Wednesday, July 26, 2006

Getting older

In a week, I will be a year older. And I am wondering. How would I feel when I am a year older? I am inching my way into another decade. Would I feel what the others felt when they had to pass through a certain age? Panic. Worry. Fear. Friends have told me about it. Or instead... joy, wonder, peace. That I made this far. That I am still alive. That I experience new things for each new year that comes.

Maybe.

I am planning to review the year that is soon to pass. I have to remember things I have learned, people that made a difference in my life, relish the wonderful gifts God has given me, and even take a step back into the pains and tears that made me stronger.

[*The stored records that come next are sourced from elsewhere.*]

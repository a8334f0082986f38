//! Artist name matching
//!
//! Pure helpers used by the name-based sources: search-variant generation and
//! a tiered similarity rule deciding whether a search hit is the artist we
//! asked for. No network access here.

use once_cell::sync::Lazy;
use regex::Regex;

/// Anything that is neither a word character nor whitespace
static NON_WORD: Lazy<Regex> = Lazy::new(|| Regex::new(r"[^\w\s]").expect("static regex"));

/// Separators after which a name carries qualifiers rather than the name itself
const VARIANT_SEPARATORS: [char; 3] = ['(', '–', '-'];

/// Shortest search string worth sending
const MIN_QUERY_CHARS: usize = 2;

/// Thresholds for [`names_match`]
#[derive(Debug, Clone, Copy, PartialEq)]
pub struct MatchThresholds {
    /// Shorter name must have at least this many characters for a containment match
    pub min_contained_chars: usize,
    /// Shorter/longer length ratio required for a containment match
    pub containment_ratio: f64,
    /// Words shorter than this are ignored by the word-overlap tier
    pub min_word_chars: usize,
    /// Fraction of the wanted name's words that must appear in the candidate
    pub word_overlap_ratio: f64,
}

impl Default for MatchThresholds {
    fn default() -> Self {
        Self {
            min_contained_chars: 3,
            containment_ratio: 0.7,
            min_word_chars: 3,
            word_overlap_ratio: 0.8,
        }
    }
}

/// Lowercase, strip punctuation, trim
pub fn normalize_name(name: &str) -> String {
    NON_WORD
        .replace_all(&name.to_lowercase(), "")
        .trim()
        .to_string()
}

/// Decide whether `candidate` names the same artist as `wanted`
///
/// Tiers, first applicable one decides:
/// 1. normalized names are equal
/// 2. one normalized name contains the other: the shorter must be long enough
///    and cover `containment_ratio` of the longer
/// 3. multi-word names: enough of the wanted name's significant words appear
///    in the candidate
pub fn names_match(wanted: &str, candidate: &str, thresholds: &MatchThresholds) -> bool {
    let wanted_clean = normalize_name(wanted);
    let candidate_clean = normalize_name(candidate);

    if wanted_clean.is_empty() || candidate_clean.is_empty() {
        return false;
    }

    if wanted_clean == candidate_clean {
        return true;
    }

    if wanted_clean.contains(&candidate_clean) || candidate_clean.contains(&wanted_clean) {
        let wanted_len = wanted_clean.chars().count();
        let candidate_len = candidate_clean.chars().count();
        let shorter = wanted_len.min(candidate_len);
        let longer = wanted_len.max(candidate_len);
        return shorter >= thresholds.min_contained_chars
            && (shorter as f64 / longer as f64) >= thresholds.containment_ratio;
    }

    if wanted.split_whitespace().count() > 1 {
        let wanted_words = significant_words(&wanted_clean, thresholds.min_word_chars);
        let candidate_words = significant_words(&candidate_clean, thresholds.min_word_chars);

        if wanted_words.len() >= 2 && candidate_words.len() >= 2 {
            let common = wanted_words
                .iter()
                .filter(|w| candidate_words.contains(w))
                .count();
            return common > 0
                && (common as f64 / wanted_words.len() as f64) >= thresholds.word_overlap_ratio;
        }
    }

    false
}

fn significant_words(clean: &str, min_chars: usize) -> Vec<&str> {
    let mut words: Vec<&str> = clean
        .split_whitespace()
        .filter(|w| w.chars().count() >= min_chars)
        .collect();
    words.sort_unstable();
    words.dedup();
    words
}

/// Search strings to try for a name
///
/// The full name, then the part before `(`, `–` and `-`. Trimmed, entries shorter
/// than two characters dropped, duplicates removed keeping the first.
pub fn name_variants(name: &str) -> Vec<String> {
    let mut variants = vec![name.trim().to_string()];
    for separator in VARIANT_SEPARATORS {
        if let Some(head) = name.split(separator).next() {
            variants.push(head.trim().to_string());
        }
    }
    dedup_queries(variants)
}

/// MusicBrainz search queries for a name: a fielded query, the bare name, and
/// the name before any parenthetical
pub fn musicbrainz_queries(name: &str) -> Vec<String> {
    let name = name.trim();
    let mut queries = vec![format!("artist:\"{}\"", name.replace('"', ""))];
    queries.push(name.to_string());
    if let Some(head) = name.split('(').next() {
        queries.push(head.trim().to_string());
    }
    dedup_queries(queries)
}

fn dedup_queries(candidates: Vec<String>) -> Vec<String> {
    let mut queries: Vec<String> = Vec::with_capacity(candidates.len());
    for candidate in candidates {
        if candidate.chars().count() < MIN_QUERY_CHARS {
            continue;
        }
        if !queries.contains(&candidate) {
            queries.push(candidate);
        }
    }
    queries
}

In reality I am already a year older. Celebrating my birth date just formalizes it. I should not worry. I hope I will not.

Carpe Diem. Seize the Day. Angkinin ang Araw. The best years are yet to come! Praise God!

Wednesday, July 19, 2006

Sometimes special

I remember my first time to take a trip. It seemed so long ago when I first saw the daylight.

From the glass panes, I saw her pass me by several times. I was surprised to see her furrowed forehead, reflecting and trying to decide. I thought I knew what was in her mind. Was I respectable enough? Do I have what it takes to stand up to the demands of the occasion? After many minutes of suspense, I almost shouted with glee for she has chosen me.

Three years ago, on my first happening, I sauntered down a red carpet. It was during a wedding. The other events I have graced I have already forgotten. Except the one late last December. Another wedding but this time I had to take a plane.

Then just last week, I dignified another affair. To be exact, the evening of last Friday, July 14. I almost didn’t make it. I heard that she was looking to bring another along. Happily, there wasn’t enough time nor pleasing choices. She had to make do with me. And so once more, I had the time of my life. I am doing what I was meant to do.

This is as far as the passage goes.